▶ **Task to carry out**:
Write out the stretch of lines below that begins at the line with "CPU probe runs" and ends at the line with "the unroll width", including both, exactly as given and nothing more.

[Stored data]
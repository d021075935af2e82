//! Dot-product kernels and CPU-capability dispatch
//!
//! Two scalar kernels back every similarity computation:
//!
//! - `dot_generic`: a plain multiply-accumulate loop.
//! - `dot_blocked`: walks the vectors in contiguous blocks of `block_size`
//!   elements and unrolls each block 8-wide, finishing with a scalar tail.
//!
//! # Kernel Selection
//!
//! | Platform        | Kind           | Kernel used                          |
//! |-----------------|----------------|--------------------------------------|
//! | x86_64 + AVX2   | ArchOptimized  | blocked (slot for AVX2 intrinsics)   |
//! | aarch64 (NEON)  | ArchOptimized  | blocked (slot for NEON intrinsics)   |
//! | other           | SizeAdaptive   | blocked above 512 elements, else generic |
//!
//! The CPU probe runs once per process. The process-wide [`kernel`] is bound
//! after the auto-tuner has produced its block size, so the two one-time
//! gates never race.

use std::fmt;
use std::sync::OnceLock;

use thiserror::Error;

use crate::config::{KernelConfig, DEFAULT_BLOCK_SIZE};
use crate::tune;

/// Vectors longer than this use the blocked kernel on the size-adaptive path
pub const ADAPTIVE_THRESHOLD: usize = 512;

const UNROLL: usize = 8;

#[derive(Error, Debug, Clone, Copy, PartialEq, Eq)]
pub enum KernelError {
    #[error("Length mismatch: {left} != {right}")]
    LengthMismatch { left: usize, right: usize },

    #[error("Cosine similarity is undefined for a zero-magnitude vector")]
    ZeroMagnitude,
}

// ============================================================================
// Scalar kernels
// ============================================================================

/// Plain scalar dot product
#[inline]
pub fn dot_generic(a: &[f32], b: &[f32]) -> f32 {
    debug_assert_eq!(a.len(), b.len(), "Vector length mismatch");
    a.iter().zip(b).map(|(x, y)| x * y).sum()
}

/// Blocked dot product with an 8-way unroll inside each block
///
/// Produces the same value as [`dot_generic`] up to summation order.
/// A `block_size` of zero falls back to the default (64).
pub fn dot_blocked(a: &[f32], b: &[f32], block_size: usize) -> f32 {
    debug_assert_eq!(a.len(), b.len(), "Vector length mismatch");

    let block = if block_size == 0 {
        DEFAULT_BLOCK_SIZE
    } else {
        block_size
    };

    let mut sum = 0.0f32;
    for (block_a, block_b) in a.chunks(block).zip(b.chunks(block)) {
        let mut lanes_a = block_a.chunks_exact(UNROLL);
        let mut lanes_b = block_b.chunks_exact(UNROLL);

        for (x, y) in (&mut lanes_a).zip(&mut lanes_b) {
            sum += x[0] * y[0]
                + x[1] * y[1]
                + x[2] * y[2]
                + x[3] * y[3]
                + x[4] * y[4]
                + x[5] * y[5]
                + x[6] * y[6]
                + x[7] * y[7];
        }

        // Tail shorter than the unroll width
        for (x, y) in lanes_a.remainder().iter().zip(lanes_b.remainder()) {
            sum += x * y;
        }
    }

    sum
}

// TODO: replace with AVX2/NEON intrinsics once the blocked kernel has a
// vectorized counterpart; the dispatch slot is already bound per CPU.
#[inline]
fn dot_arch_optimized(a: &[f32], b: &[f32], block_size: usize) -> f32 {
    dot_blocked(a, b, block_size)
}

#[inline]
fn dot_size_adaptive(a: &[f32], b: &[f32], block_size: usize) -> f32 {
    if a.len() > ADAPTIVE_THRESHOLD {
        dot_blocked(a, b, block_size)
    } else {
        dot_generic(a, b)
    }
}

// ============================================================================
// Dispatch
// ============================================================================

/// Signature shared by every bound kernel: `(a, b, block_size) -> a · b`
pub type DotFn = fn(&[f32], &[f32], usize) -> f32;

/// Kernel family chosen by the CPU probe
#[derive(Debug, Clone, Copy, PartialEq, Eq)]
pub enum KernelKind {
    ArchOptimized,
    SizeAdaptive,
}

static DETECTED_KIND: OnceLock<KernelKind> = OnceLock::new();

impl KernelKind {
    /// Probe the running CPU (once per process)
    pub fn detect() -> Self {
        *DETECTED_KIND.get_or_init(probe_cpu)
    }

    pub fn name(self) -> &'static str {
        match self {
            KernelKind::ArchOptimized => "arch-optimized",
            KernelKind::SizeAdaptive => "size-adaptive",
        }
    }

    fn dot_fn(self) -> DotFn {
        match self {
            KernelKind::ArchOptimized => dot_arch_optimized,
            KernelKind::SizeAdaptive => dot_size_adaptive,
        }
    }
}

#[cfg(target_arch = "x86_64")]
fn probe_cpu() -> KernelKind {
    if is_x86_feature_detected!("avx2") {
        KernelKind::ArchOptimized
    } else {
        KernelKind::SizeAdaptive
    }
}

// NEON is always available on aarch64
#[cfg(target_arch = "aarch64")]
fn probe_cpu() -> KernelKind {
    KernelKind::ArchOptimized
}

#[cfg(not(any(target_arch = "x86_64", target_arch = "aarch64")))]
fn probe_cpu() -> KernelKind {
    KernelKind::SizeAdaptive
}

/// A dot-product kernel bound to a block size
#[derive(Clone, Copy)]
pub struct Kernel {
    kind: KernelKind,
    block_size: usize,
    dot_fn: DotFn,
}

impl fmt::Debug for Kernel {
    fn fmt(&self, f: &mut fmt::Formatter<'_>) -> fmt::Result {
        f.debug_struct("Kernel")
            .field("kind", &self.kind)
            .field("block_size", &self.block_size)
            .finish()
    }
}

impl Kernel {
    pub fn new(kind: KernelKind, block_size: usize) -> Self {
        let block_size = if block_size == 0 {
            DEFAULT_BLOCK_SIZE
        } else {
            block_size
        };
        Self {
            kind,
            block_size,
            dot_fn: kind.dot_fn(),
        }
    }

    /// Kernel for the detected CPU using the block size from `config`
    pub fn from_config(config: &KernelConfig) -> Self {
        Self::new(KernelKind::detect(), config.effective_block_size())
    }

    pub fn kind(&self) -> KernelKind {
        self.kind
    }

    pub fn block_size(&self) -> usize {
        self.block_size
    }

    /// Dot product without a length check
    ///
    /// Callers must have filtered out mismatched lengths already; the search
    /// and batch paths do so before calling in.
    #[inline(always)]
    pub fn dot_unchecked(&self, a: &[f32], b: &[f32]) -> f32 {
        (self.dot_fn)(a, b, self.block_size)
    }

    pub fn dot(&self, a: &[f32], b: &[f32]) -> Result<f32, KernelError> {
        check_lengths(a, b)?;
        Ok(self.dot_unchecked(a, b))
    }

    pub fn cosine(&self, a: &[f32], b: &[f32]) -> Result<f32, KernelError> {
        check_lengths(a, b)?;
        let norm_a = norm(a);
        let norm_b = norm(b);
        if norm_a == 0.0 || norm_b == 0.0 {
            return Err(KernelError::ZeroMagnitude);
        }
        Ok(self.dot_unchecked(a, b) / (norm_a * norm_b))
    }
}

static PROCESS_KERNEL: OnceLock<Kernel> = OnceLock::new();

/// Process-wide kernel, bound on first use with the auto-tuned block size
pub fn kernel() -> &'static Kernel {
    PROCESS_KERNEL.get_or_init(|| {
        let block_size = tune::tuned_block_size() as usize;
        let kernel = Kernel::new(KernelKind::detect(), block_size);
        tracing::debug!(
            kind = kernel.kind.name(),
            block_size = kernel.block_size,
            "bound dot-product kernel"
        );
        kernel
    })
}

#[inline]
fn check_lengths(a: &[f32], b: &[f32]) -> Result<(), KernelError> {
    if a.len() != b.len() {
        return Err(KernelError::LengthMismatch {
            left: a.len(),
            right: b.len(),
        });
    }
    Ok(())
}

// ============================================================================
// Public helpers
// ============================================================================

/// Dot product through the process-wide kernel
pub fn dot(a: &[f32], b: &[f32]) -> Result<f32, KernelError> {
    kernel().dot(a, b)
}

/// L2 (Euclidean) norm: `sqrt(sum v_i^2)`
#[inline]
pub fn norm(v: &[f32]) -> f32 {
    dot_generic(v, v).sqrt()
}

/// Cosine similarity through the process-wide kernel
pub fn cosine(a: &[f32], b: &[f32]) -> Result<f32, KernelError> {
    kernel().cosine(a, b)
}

▶ **Exercise solution**:
//! The CPU probe runs once per process. The process-wide [`kernel`] is bound
//! after the auto-tuner has produced its block size, so the two one-time
//! gates never race.

use std::fmt;
use std::sync::OnceLock;

use thiserror::Error;

use crate::config::{KernelConfig, DEFAULT_BLOCK_SIZE};
use crate::tune;

/// Vectors longer than this use the blocked kernel on the size-adaptive path
pub const ADAPTIVE_THRESHOLD: usize = 512;

const UNROLL: usize = 8;

#[derive(Error, Debug, Clone, Copy, PartialEq, Eq)]
pub enum KernelError {
    #[error("Length mismatch: {left} != {right}")]
    LengthMismatch { left: usize, right: usize },

    #[error("Cosine similarity is undefined for a zero-magnitude vector")]
    ZeroMagnitude,
}

// ============================================================================
// Scalar kernels
// ============================================================================

/// Plain scalar dot product
#[inline]
pub fn dot_generic(a: &[f32], b: &[f32]) -> f32 {
    debug_assert_eq!(a.len(), b.len(), "Vector length mismatch");
    a.iter().zip(b).map(|(x, y)| x * y).sum()
}

/// Blocked dot product with an 8-way unroll inside each block
///
/// Produces the same value as [`dot_generic`] up to summation order.
/// A `block_size` of zero falls back to the default (64).
pub fn dot_blocked(a: &[f32], b: &[f32], block_size: usize) -> f32 {
    debug_assert_eq!(a.len(), b.len(), "Vector length mismatch");

    let block = if block_size == 0 {
        DEFAULT_BLOCK_SIZE
    } else {
        block_size
    };

    let mut sum = 0.0f32;
    for (block_a, block_b) in a.chunks(block).zip(b.chunks(block)) {
        let mut lanes_a = block_a.chunks_exact(UNROLL);
        let mut lanes_b = block_b.chunks_exact(UNROLL);

        for (x, y) in (&mut lanes_a).zip(&mut lanes_b) {
            sum += x[0] * y[0]
                + x[1] * y[1]
                + x[2] * y[2]
                + x[3] * y[3]
                + x[4] * y[4]
                + x[5] * y[5]
                + x[6] * y[6]
                + x[7] * y[7];
        }

        // Tail shorter than the unroll width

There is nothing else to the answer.